Working as a commercial real estate professional in New Hampshire requires a number of skill sets and specialties. The New Hampshire market is thin with only 1.2 million population statewide, two-thirds in the southern part of the state. In larger markets (such as Boston), practitioners can specialize. Brokers focus on office, or retail, or hospitality as examples. But in New Hampshire, there are fewer deals, so to succeed you have to do several things. Our business model for the last 25 years has been to blend our advisory (counseling) work with development and transactional assignments. The consulting provides predictable income and the transactional (brokerage) provides some nice paydays, albeit on a random basis.
While there are five sectors of commercial real estate: office, industrial (basically high-bay buildings including warehouse/distribution), retail, commercial (mixed properties and hospitality) and lastly multifamily. Other than very rural remote tertiary markets, a practitioner cannot (or should not) tackle all five sectors. New Hampshire, with Manchester its largest city (population 113,000), is definitely a tertiary market. Boston, New York City and Chicago are the "A" or primary markets. Smaller metros like Baltimore, Jacksonville, and even Portland, Oregon are secondary markets. The rest are tertiary (at best). But there is a saying that all real estate is local (the same is said for politics). Regardless, in smaller markets to be successful a commercial real estate practitioner has to do more than one sector, but not as many as five.
After many years in construction, I migrated to banking, so office leasing was a segment learned early. Having come from a construction side, I morphed into development and eventually property management. With an engineering and construction background, I gravitated to more complex projects, and for the past 20 years we've done a considerable amount of medical office development, permitting and leasing. Along with office and medical we have always done industrial/high bay. At the same time, we have not done much retail or multi-family.

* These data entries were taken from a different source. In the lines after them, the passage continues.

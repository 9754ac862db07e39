// Wire models for the notification endpoints.

use chrono::{DateTime, Utc};
use serde::{Deserialize, Serialize};

/// A notification as returned by `GET /api/notifications`.
#[derive(Debug, Clone, PartialEq, Eq, Serialize, Deserialize)]
pub struct Notification {
    pub id: i64,
    pub user_id: i64,
    /// Delivery channel: `email`, `in_app`, `push`.
    #[serde(rename = "type")]
    pub kind: String,
    pub title: String,
    pub content: String,
    #[serde(default)]
    pub read: bool,
    pub created_at: DateTime<Utc>,
    #[serde(default)]
    pub delivered_at: Option<DateTime<Utc>>,
}

impl Notification {
    pub fn is_unread(&self) -> bool {
        !self.read
    }
}

/// Body of `POST /api/notifications`.
#[derive(Debug, Clone, PartialEq, Eq, Serialize, Deserialize)]
pub struct NotificationCreate {
    pub user_id: i64,
    #[serde(rename = "type")]
    pub kind: String,
    pub title: String,
    pub content: String,
}

/// `{ "message": "..." }` acknowledgement used by bulk endpoints.
#[derive(Debug, Clone, PartialEq, Eq, Serialize, Deserialize)]
pub struct MessageResponse {
    pub message: String,
}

In tertiary markets, everyone does "commercial"/mixed-use properties, simply because there are so many of them.
Today, we are seeing the ongoing impact of technology. The equipment gets more powerful and cheaper (Moore's Law) and easier to use, all while shrinking in size. When I worked at the bank, we had an IBM 360 mini-computer that took up half the floor. Today, we have the cloud and blade savers. I remember using a Kaypro 260 portable computer. It was the size of carry-on suitcase and weighed about 25 to 30 pounds. It had an 8 inch screen and was slow! Then there were the first desktop computers. They were big (by today's standards), used lots of power and were finicky. So, it is no surprise that smaller technology is driving trends for less office space per worker. This trend has been a real driver in the office sector, especially since the Great Recession began in 2008.
The Great Recession also burst the retail bubble, so former big-box stores are needing to be repurposed, and in a few communities, entire malls need to find a new life. Manufacturing properties can be the most challenging. Built for a special purpose and process, when that is no longer the property's function, then some or all of the buildings become functionally and economically obsolete. In a week, I will travel to Preston, Connecticut on a pro bono assignment with the Counselors of Real Estate to help that community of 5,000 try to figure out what to do with the remainder of a former state hospital. Now that is the penultimate counseling assignment!
One of the largest attractions to commercial real estate (from residential) is the variety and unique challenges larger properties bring. Selling single-family homes becomes pretty routine after a while. That is not to say that it is not hard work and a worthy career, but compared to the challenges of the commercial sector it doesn't hold a candle.
So, we at Norton Asset Management have plugged away in good cycles and bad. We focus on our clients more than specific properties. We have seen many, many changes and will undoubtedly see more in the coming years. So when daylight savings finally arrives and the days get longer, we look forward to the snowbirds returning and activity levels picking up. But technology is more than computers, I-phones and tablets. I drove by a bridge reconstruction project today. They were pouring special hardening concrete (it was 20°F) that was being pumped into forms. Back in the day (1980s), road construction would stop before Thanksgiving and start up again sometime in April. Even with all the new equipment and methods, we haven't managed to maintain our highway infrastructures - but that is a topic for another column.

Bill Norton, CRE, FRM, is president of Norton Asset Management, Manchester, N.H.